I’d consider paying the licence fee for A House Through Time alone…

As a proud son of Bristol (other locations may be involved, from Cheadle Hulme to south east London and York), I am loving the third series of A House Through Time on BBC2.

After Liverpool and Newcastle, the programme has moved to Bristol, where the British Nigerian historian David Olusoga now lives. Olusoga is happily into his stride with this lovely project.

When first met he seemed so laid back, so soothingly unruffled, that it could be difficult to concentrate on what he was saying. But he worked his presenter’s magic on me ages ago and now I willingly submit to being led through history’s dusty lobbies and kitchens by this unhurried man. I’d consider paying the licence fee for this programme alone.

Like many good ideas, this is as simple as they come: take one house and trace the history of its most significant, or sometimes most significantly unlucky, inhabitants. One house and many histories.

Number 10 Guinea Street is a Georgian house in a small row built in 1718 by Edmund Saunders, a wealthy slave-trading sea captain. As always, in the first episode we meet the present owners, in this case a couple who have lovingly restored a house that contains many original features, including a flagstone and wood-panelled hallway on which the camera often lingers. The house seems calmly set aside from the world, yet stands next to a block of modern flats, having narrowly survived wartime bombing (spoiler alert: that episode is yet to come).

Both Liverpool and Newcastle have clear links to slave-trading, and the cruelties of the past cast a long shadow in Bristol, a city much shaped and, to modern eyes, tainted by slavery. The opening episode dwells on Saunders and his slave-trading, yet also brushes past piracy, an abandoned baby, an escaped household slave, and the rise of the abolitionist movement.

Last night’s episode stepped forward to the 18th and 19th centuries, swiftly introducing new residents, including a young teacher who died in Bristol Lunatic Asylum, and a servant whose abuse at the hands of her husband garnered lurid newspaper coverage.

We also meet John Haberfield, spotted by Olusoga on the electoral roll as the 19-year-old son of new tenants in 1804. Haberfield went on to become Mayor of Bristol (six times, I think Olusoga said) and was in charge of the city’s civic response to the uprising of the Chartist movement.

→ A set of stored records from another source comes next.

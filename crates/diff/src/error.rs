//! Error types for the diff crate.

/// Errors that can occur while parsing patches or deltas, or validating a
/// [`Config`](crate::Config).
#[derive(Debug, Clone, PartialEq, Eq, thiserror::Error)]
pub enum Error {
    /// A patch block header did not match `@@ -S[,L] +S[,L] @@`.
    #[error("invalid patch header: {line:?}")]
    InvalidHeader { line: String },

    /// A patch body line did not start with `-`, `+` or ` `.
    #[error("invalid patch line: {line:?}")]
    InvalidLine { line: String },

    /// A percent escape was malformed or decoded to invalid UTF-8.
    #[error("invalid escape sequence in {text:?}")]
    InvalidEscape { text: String },

    /// A delta token was malformed or did not fit the base text.
    #[error("invalid delta: {reason}")]
    InvalidDelta { reason: String },

    /// A configuration value was out of range.
    #[error("invalid configuration: {0}")]
    InvalidConfig(String),
}

/// Convenience alias for diff results.
pub type Result<T> = std::result::Result<T, Error>;
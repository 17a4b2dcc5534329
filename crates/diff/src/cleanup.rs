//! Post-processing passes over an edit script.
//!
//! Each pass rewrites the list with plain indices. Semantic and efficiency
//! cleanup keep a stack of candidate equality positions and step back to
//! the previous candidate after every rewrite; merge rebuilds the list in a
//! single forward pass.

use crate::commonality;
use crate::difference::Difference;
use crate::edit_type::EditType;

/// Turn equalities that are shorter than the edits on both sides of them
/// into a delete/insert pair, then merge.
///
/// `x<del>abc</del>y<ins>def</ins>` reads better as one replacement than as
/// two edits held together by a single char.
pub fn cleanup_semantic(diffs: &mut Vec<Difference>) {
    let mut changes = false;
    let mut equalities: Vec<usize> = Vec::new();
    let mut last_equality: Option<usize> = None;
    // Chars changed before and after the last equality.
    let mut length_changes1 = 0;
    let mut length_changes2 = 0;
    let mut pointer = 0;

    while pointer < diffs.len() {
        if diffs[pointer].is_equal() {
            equalities.push(pointer);
            length_changes1 = length_changes2;
            length_changes2 = 0;
            last_equality = Some(diffs[pointer].char_len());
            pointer += 1;
            continue;
        }

        length_changes2 += diffs[pointer].char_len();
        if let (Some(len), Some(&at)) = (last_equality, equalities.last()) {
            if len <= length_changes1 && len <= length_changes2 {
                split_equality(diffs, at);
                // Drop this equality and the one before it, which has to be
                // looked at again.
                equalities.pop();
                equalities.pop();
                pointer = equalities.last().map_or(0, |&p| p + 1);
                length_changes1 = 0;
                length_changes2 = 0;
                last_equality = None;
                changes = true;
                continue;
            }
        }
        pointer += 1;
    }

    if changes {
        cleanup_merge(diffs);
    }
}

/// Turn short equalities that sit between edits into a delete/insert pair
/// when keeping them costs more than the `edit_cost` of one extra edit.
///
/// An equality `X` is split in these shapes:
///
/// ```text
/// <ins>A</ins><del>B</del>XY<ins>C</ins><del>D</del>
/// <ins>A</ins>X<ins>C</ins><del>D</del>
/// <ins>A</ins><del>B</del>X<ins>C</ins>
/// <del>A</del>X<ins>C</ins><del>D</del>
/// <ins>A</ins><del>B</del>X<del>C</del>
/// ```
///
/// The first needs `len(X) < edit_cost`, the others with three of the four
/// surrounding edits need `len(X) < edit_cost / 2`.
pub fn cleanup_efficiency(diffs: &mut Vec<Difference>, edit_cost: usize) {
    let mut changes = false;
    let mut equalities: Vec<usize> = Vec::new();
    let mut last_equality: Option<usize> = None;
    // Whether there is an insertion/deletion before and after the last
    // candidate equality.
    let mut pre_ins = false;
    let mut pre_del = false;
    let mut post_ins = false;
    let mut post_del = false;
    let mut pointer = 0;

    while pointer < diffs.len() {
        if diffs[pointer].is_equal() {
            let len = diffs[pointer].char_len();
            if len < edit_cost && (post_ins || post_del) {
                equalities.push(pointer);
                pre_ins = post_ins;
                pre_del = post_del;
                last_equality = Some(len);
            } else {
                // Not a candidate, and can never become one.
                equalities.clear();
                last_equality = None;
            }
            post_ins = false;
            post_del = false;
            pointer += 1;
            continue;
        }

        if diffs[pointer].edit_type == EditType::Delete {
            post_del = true;
        } else {
            post_ins = true;
        }

        let surrounding = [pre_ins, pre_del, post_ins, post_del]
            .iter()
            .filter(|&&edit| edit)
            .count();
        if let (Some(len), Some(&at)) = (last_equality, equalities.last()) {
            if len > 0 && (surrounding == 4 || (len < edit_cost / 2 && surrounding == 3)) {
                split_equality(diffs, at);
                equalities.pop();
                last_equality = None;
                changes = true;
                if pre_ins && pre_del {
                    // Nothing before the split can be affected.
                    post_ins = true;
                    post_del = true;
                    equalities.clear();
                    pointer += 1;
                } else {
                    equalities.pop();
                    pointer = equalities.last().map_or(0, |&p| p + 1);
                    post_ins = false;
                    post_del = false;
                }
                continue;
            }
        }
        pointer += 1;
    }

    if changes {
        cleanup_merge(diffs);
    }
}

/// Normalise an edit script in one forward pass.
///
/// Consecutive deletions and insertions between two equalities collapse
/// into at most one deletion followed by one insertion, any prefix or suffix
/// they share moves into the neighbouring equalities, adjacent equalities
/// are joined and empty spans disappear. Running it twice gives the same
/// list as running it once.
pub fn cleanup_merge(diffs: &mut Vec<Difference>) {
    let mut merged: Vec<Difference> = Vec::with_capacity(diffs.len());
    let mut text_delete = String::new();
    let mut text_insert = String::new();

    for diff in diffs.drain(..) {
        match diff.edit_type {
            EditType::Delete => text_delete.push_str(&diff.text),
            EditType::Insert => text_insert.push_str(&diff.text),
            // An empty equality does not separate the edits around it.
            EditType::Equal if diff.text.is_empty() => {}
            EditType::Equal => flush_edits(&mut merged, &mut text_delete, &mut text_insert, diff.text),
        }
    }
    flush_edits(&mut merged, &mut text_delete, &mut text_insert, String::new());

    *diffs = merged;
}

/// Emit the pending run of edits followed by `equality`, moving any text
/// the deletion and insertion share into the surrounding equalities.
fn flush_edits(
    merged: &mut Vec<Difference>,
    text_delete: &mut String,
    text_insert: &mut String,
    mut equality: String,
) {
    if !text_delete.is_empty() && !text_insert.is_empty() {
        let deleted: Vec<char> = text_delete.chars().collect();
        let inserted: Vec<char> = text_insert.chars().collect();

        let common = commonality::prefix(&inserted, &deleted);
        let inserted_rest = &inserted[common..];
        let deleted_rest = &deleted[common..];
        push_equality(merged, &inserted[..common].iter().collect::<String>());

        let common_end = commonality::suffix(inserted_rest, deleted_rest);
        let shared_tail: String = inserted_rest[inserted_rest.len() - common_end..]
            .iter()
            .collect();
        equality.insert_str(0, &shared_tail);

        *text_insert = inserted_rest[..inserted_rest.len() - common_end]
            .iter()
            .collect();
        *text_delete = deleted_rest[..deleted_rest.len() - common_end]
            .iter()
            .collect();
    }
    if !text_delete.is_empty() {
        merged.push(Difference::delete(std::mem::take(text_delete)));
    }
    if !text_insert.is_empty() {
        merged.push(Difference::insert(std::mem::take(text_insert)));
    }
    push_equality(merged, &equality);
}

/// Append an equality, joining it with a preceding one.
fn push_equality(diffs: &mut Vec<Difference>, text: &str) {
    if text.is_empty() {
        return;
    }
    match diffs.last_mut() {
        Some(last) if last.is_equal() => last.append_text(text),
        _ => diffs.push(Difference::equal(text)),
    }
}

/// Replace the equality at `at` with a deletion and an insertion of the
/// same text.
fn split_equality(diffs: &mut Vec<Difference>, at: usize) {
    let text = diffs[at].text.clone();
    diffs.insert(at, Difference::delete(text));
    diffs[at + 1].edit_type = EditType::Insert;
}

#[cfg(test)]
mod tests {
    use super::*;
    use pretty_assertions::assert_eq;

    fn del(s: &str) -> Difference {
        Difference::delete(s)
    }

    fn ins(s: &str) -> Difference {
        Difference::insert(s)
    }

    fn eq(s: &str) -> Difference {
        Difference::equal(s)
    }

    fn merged(mut diffs: Vec<Difference>) -> Vec<Difference> {
        cleanup_merge(&mut diffs);
        diffs
    }

    #[test]
    fn merge_empty_list() {
        assert_eq!(merged(vec![]), vec![]);
    }

    #[test]
    fn merge_leaves_normal_list() {
        let diffs = vec![eq("a"), del("b"), ins("c")];
        assert_eq!(merged(diffs.clone()), diffs);
    }

    #[test]
    fn merge_joins_same_types() {
        assert_eq!(merged(vec![eq("a"), eq("b"), eq("c")]), vec![eq("abc")]);
        assert_eq!(merged(vec![del("a"), del("b"), del("c")]), vec![del("abc")]);
        assert_eq!(merged(vec![ins("a"), ins("b"), ins("c")]), vec![ins("abc")]);
    }

    #[test]
    fn merge_interleaved_edits() {
        assert_eq!(
            merged(vec![del("a"), ins("b"), del("c"), ins("d"), eq("e"), eq("f")]),
            vec![del("ac"), ins("bd"), eq("ef")]
        );
    }

    #[test]
    fn merge_factors_common_prefix_and_suffix() {
        assert_eq!(
            merged(vec![del("a"), ins("abc"), del("dc")]),
            vec![eq("a"), del("d"), ins("b"), eq("c")]
        );
        assert_eq!(
            merged(vec![eq("x"), del("a"), ins("abc"), del("dc"), eq("y")]),
            vec![eq("xa"), del("d"), ins("b"), eq("cy")]
        );
    }

    #[test]
    fn merge_drops_empty_spans() {
        assert_eq!(
            merged(vec![eq(""), del("a"), ins(""), eq("b"), eq("")]),
            vec![del("a"), eq("b")]
        );
        assert_eq!(merged(vec![eq("")]), vec![]);
    }

    #[test]
    fn merge_is_idempotent() {
        let once = merged(vec![
            del("ab"),
            ins("ax"),
            eq("1"),
            ins("q"),
            del("r"),
            ins("rq"),
            eq("2"),
        ]);
        assert_eq!(merged(once.clone()), once);
    }

    #[test]
    fn merge_joins_edits_across_empty_equality() {
        let once = merged(vec![del("a"), eq(""), del("b")]);
        assert_eq!(once, vec![del("ab")]);
        assert_eq!(merged(once.clone()), once);

        assert_eq!(
            merged(vec![del("ab"), ins("1"), eq(""), del("c"), ins("2b")]),
            vec![del("abc"), ins("12b")]
        );
    }

    #[test]
    fn semantic_keeps_meaningful_equalities() {
        let mut diffs = vec![del("a"), ins("b"), eq("cd"), del("e")];
        cleanup_semantic(&mut diffs);
        assert_eq!(diffs, vec![del("a"), ins("b"), eq("cd"), del("e")]);
    }

    #[test]
    fn semantic_eliminates_trivial_equality() {
        let mut diffs = vec![del("a"), eq("b"), del("c")];
        cleanup_semantic(&mut diffs);
        assert_eq!(diffs, vec![del("abc"), ins("b")]);
    }

    #[test]
    fn semantic_reevaluates_previous_equality() {
        let mut diffs = vec![del("ab"), eq("cd"), del("e"), eq("f"), ins("g")];
        cleanup_semantic(&mut diffs);
        assert_eq!(diffs, vec![del("abcdef"), ins("cdfg")]);
    }

    #[test]
    fn efficiency_keeps_long_equality() {
        let mut diffs = vec![del("ab"), ins("12"), eq("wxyz"), del("cd"), ins("34")];
        cleanup_efficiency(&mut diffs, 4);
        assert_eq!(
            diffs,
            vec![del("ab"), ins("12"), eq("wxyz"), del("cd"), ins("34")]
        );
    }

    #[test]
    fn efficiency_four_surrounding_edits() {
        let mut diffs = vec![del("ab"), ins("12"), eq("xyz"), del("cd"), ins("34")];
        cleanup_efficiency(&mut diffs, 4);
        assert_eq!(diffs, vec![del("abxyzcd"), ins("12xyz34")]);
    }

    #[test]
    fn efficiency_three_surrounding_edits() {
        let mut diffs = vec![ins("12"), eq("x"), del("cd"), ins("34")];
        cleanup_efficiency(&mut diffs, 4);
        assert_eq!(diffs, vec![del("xcd"), ins("12x34")]);
    }

    #[test]
    fn efficiency_edits_before_and_insertion_after() {
        let mut diffs = vec![ins("12"), del("ab"), eq("x"), ins("34")];
        cleanup_efficiency(&mut diffs, 4);
        assert_eq!(diffs, vec![del("abx"), ins("12x34")]);
    }

    #[test]
    fn efficiency_deletion_before_and_edits_after() {
        let mut diffs = vec![del("ab"), eq("x"), ins("12"), del("cd")];
        cleanup_efficiency(&mut diffs, 4);
        assert_eq!(diffs, vec![del("abxcd"), ins("x12")]);
    }

    #[test]
    fn efficiency_edits_before_and_deletion_after() {
        let mut diffs = vec![ins("12"), del("ab"), eq("x"), del("cd")];
        cleanup_efficiency(&mut diffs, 4);
        assert_eq!(diffs, vec![del("abxcd"), ins("12x")]);
    }

    #[test]
    fn efficiency_three_edits_needs_half_cost() {
        // Two chars is not below half of the edit cost.
        let mut diffs = vec![ins("12"), eq("xy"), del("cd"), ins("34")];
        cleanup_efficiency(&mut diffs, 4);
        assert_eq!(diffs, vec![ins("12"), eq("xy"), del("cd"), ins("34")]);

        // Half of an odd cost rounds down.
        let mut diffs = vec![ins("12"), eq("xy"), del("cd"), ins("34")];
        cleanup_efficiency(&mut diffs, 5);
        assert_eq!(diffs, vec![ins("12"), eq("xy"), del("cd"), ins("34")]);
    }

    #[test]
    fn efficiency_backpass() {
        let mut diffs = vec![
            del("ab"),
            ins("12"),
            eq("xy"),
            ins("34"),
            eq("z"),
            del("cd"),
            ins("56"),
        ];
        cleanup_efficiency(&mut diffs, 4);
        assert_eq!(diffs, vec![del("abxyzcd"), ins("12xy34z56")]);
    }

    #[test]
    fn efficiency_high_cost() {
        let mut diffs = vec![del("ab"), ins("12"), eq("wxyz"), del("cd"), ins("34")];
        cleanup_efficiency(&mut diffs, 5);
        assert_eq!(diffs, vec![del("abwxyzcd"), ins("12wxyz34")]);
    }
}
/// Levenshtein edit distance between two texts, counted in chars.
///
/// Classic dynamic programme keeping only two rows.
pub fn levenshtein_distance(source: &str, target: &str) -> usize {
    let source: Vec<char> = source.chars().collect();
    let target: Vec<char> = target.chars().collect();
    if source.is_empty() {
        return target.len();
    }
    if target.is_empty() {
        return source.len();
    }

    let mut previous: Vec<usize> = (0..=source.len()).collect();
    let mut current = vec![0; source.len() + 1];
    for (j, &t) in target.iter().enumerate() {
        current[0] = j + 1;
        for (i, &s) in source.iter().enumerate() {
            let cost = usize::from(s != t);
            current[i + 1] = (current[i] + 1)
                .min(previous[i + 1] + 1)
                .min(previous[i] + cost);
        }
        std::mem::swap(&mut previous, &mut current);
    }
    previous[source.len()]
}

The riots of 1831 are not remembered as widely, perhaps, as the Peterloo Massacre of 1819, yet were, as the historian Tristram Hunt has argued, “the bloodiest battle on mainland Britain since Culloden”.

The cause was parliamentary reform for working-class males as Bristol had only 6,000 voters for an adult population of 104,000. Such complaints causes disturbances elsewhere, but “in Bristol the fury was particularly keen”, as Hunt has put it, with troops sent into Queen Square to quell the rioters, in some case with cruel literalness. According to the government, 100 people died, while radicals claimed 250 died on the third day alone.

Olusoga swept through this episode efficiently – he does a lot of sweeping, as his historian’s broom sometimes has too much dust to gather in a short time – and referred in passing to the Newport Rising eight years later. This Chartist rebellion against authority popped up in an edition of Who Do You Think You Are, featuring the comedian Jack Whitehall and his comically grumpy father.

A House Through Time is a calmer, less messy version of Who Do You Think You Are, more focused with its attention on the inhabitants of one house, rather than chasing up the random strands of historical DNA attached to one famous person.

Last night the distant cruelty of what happened to people marching for the right to vote ran slap bang into news from the US of the Black Lives Matter over the killing of George Floyd by Minneapolis police. In Bristol the army was used against the people; and in the US President Trump threatens to do the same.

Sometimes history gives a tap on the shoulder, a reminder that past horrors can be present horrors, and present horrors can find their echoes in the past.